- _Data_:
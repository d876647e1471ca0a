//! Record lifecycle
//!
//! `EntityService` runs the create / update / soft-delete / hard-delete
//! protocol for one record type on top of a `Repository`:
//!
//! - existence and conflict checks against stored rows
//! - optimistic concurrency through row versions (`version`)
//! - injected hooks around every mutation (`hooks`)
//! - typed outcomes (`Outcome`)

pub mod hooks;
mod outcome;
mod service;
pub mod version;

pub use hooks::{ActorStamp, LifecycleHooks, NoopHooks};
pub use outcome::Outcome;
pub use service::EntityService;
//! Identifier validation and table naming

use std::sync::OnceLock;

use regex::Regex;

use super::errors::{ComposeError, ComposeResult};
use crate::config::TableConfig;

static IDENTIFIER: OnceLock<Option<Regex>> = OnceLock::new();

/// True for plain SQL identifiers: a letter or underscore followed by
/// letters, digits or underscores
pub fn is_identifier(name: &str) -> bool {
    IDENTIFIER
        .get_or_init(|| Regex::new(r"^[A-Za-z_][A-Za-z0-9_]*$").ok())
        .as_ref()
        .is_some_and(|pattern| pattern.is_match(name))
}

pub fn check_identifier(name: &str) -> ComposeResult<()> {
    if is_identifier(name) {
        Ok(())
    } else {
        Err(ComposeError::InvalidIdentifier(name.to_string()))
    }
}

/// Table name derived from a type name: everything before the first "DTO",
/// then everything before the first "Old", lowercased.
pub fn legacy_table_name(entity: &str) -> String {
    let name = match entity.find("DTO") {
        Some(at) => &entity[..at],
        None => entity,
    };

    match name.find("Old") {
        Some(at) => name[..at].to_lowercase(),
        None => name.to_string(),
    }
}

/// Fully qualified table reference, e.g. `dbo.[Person]` or `dbo.[PersonHist]`
pub fn table_reference(config: &TableConfig, entity: &str, history: bool) -> ComposeResult<String> {
    let name = match &config.table_name {
        Some(name) => name.clone(),
        None => legacy_table_name(entity),
    };
    check_identifier(&name)?;

    let suffix = if history { config.history_suffix.as_str() } else { "" };
    Ok(format!("{}[{}{}]", config.prefix, name, suffix))
}
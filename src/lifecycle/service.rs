//! Entity service
//!
//! The lifecycle protocol for one record type. Every mutation validates its
//! arguments, checks existence and row versions against the stored rows,
//! runs the `before_*` hooks, writes through the repository and reports a
//! typed `Outcome`. Batch mutations run every check for every item before
//! the first write and then write all items in one transaction.
//!
//! Reads report absence through the error kinds: lists that come back empty
//! are `NoContent`, lookups by a key the caller expects to exist are
//! `NotFound`.

use chrono::{DateTime, Utc};

use super::hooks::{LifecycleHooks, NoopHooks};
use super::outcome::Outcome;
use crate::config::IdentityMode;
use crate::error::{EngineError, EngineResult, Presence};
use crate::observability::{log_event, Event};
use crate::record::{ActiveState, Record};
use crate::repository::Repository;
use crate::value::SqlValue;

fn check_value(value: &SqlValue, what: &str) -> EngineResult<()> {
    if value.is_blank() {
        return Err(EngineError::bad_parameter(format!("{} is null or blank", what)));
    }
    Ok(())
}

fn check_list<T>(items: &[T], what: &str) -> EngineResult<()> {
    if items.is_empty() {
        return Err(EngineError::bad_parameter(format!("{} is empty", what)));
    }
    Ok(())
}

/// `field=value` pairs naming a key, fields repeated for value groups
fn describe<S: AsRef<str>>(fields: &[S], values: &[SqlValue]) -> String {
    let pairs: Vec<String> = fields
        .iter()
        .cycle()
        .zip(values)
        .map(|(f, v)| format!("{}={}", f.as_ref(), v))
        .collect();
    pairs.join(",")
}

fn present<T>(items: Vec<T>, presence: Presence, key: impl FnOnce() -> String) -> EngineResult<Vec<T>> {
    if items.is_empty() {
        return Err(EngineError::absent(presence, key()));
    }
    Ok(items)
}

- _Task details_: Select all lines in the listing that include the word "find".

- _Output below_:
    let name = match entity.find("DTO") {
    match name.find("Old") {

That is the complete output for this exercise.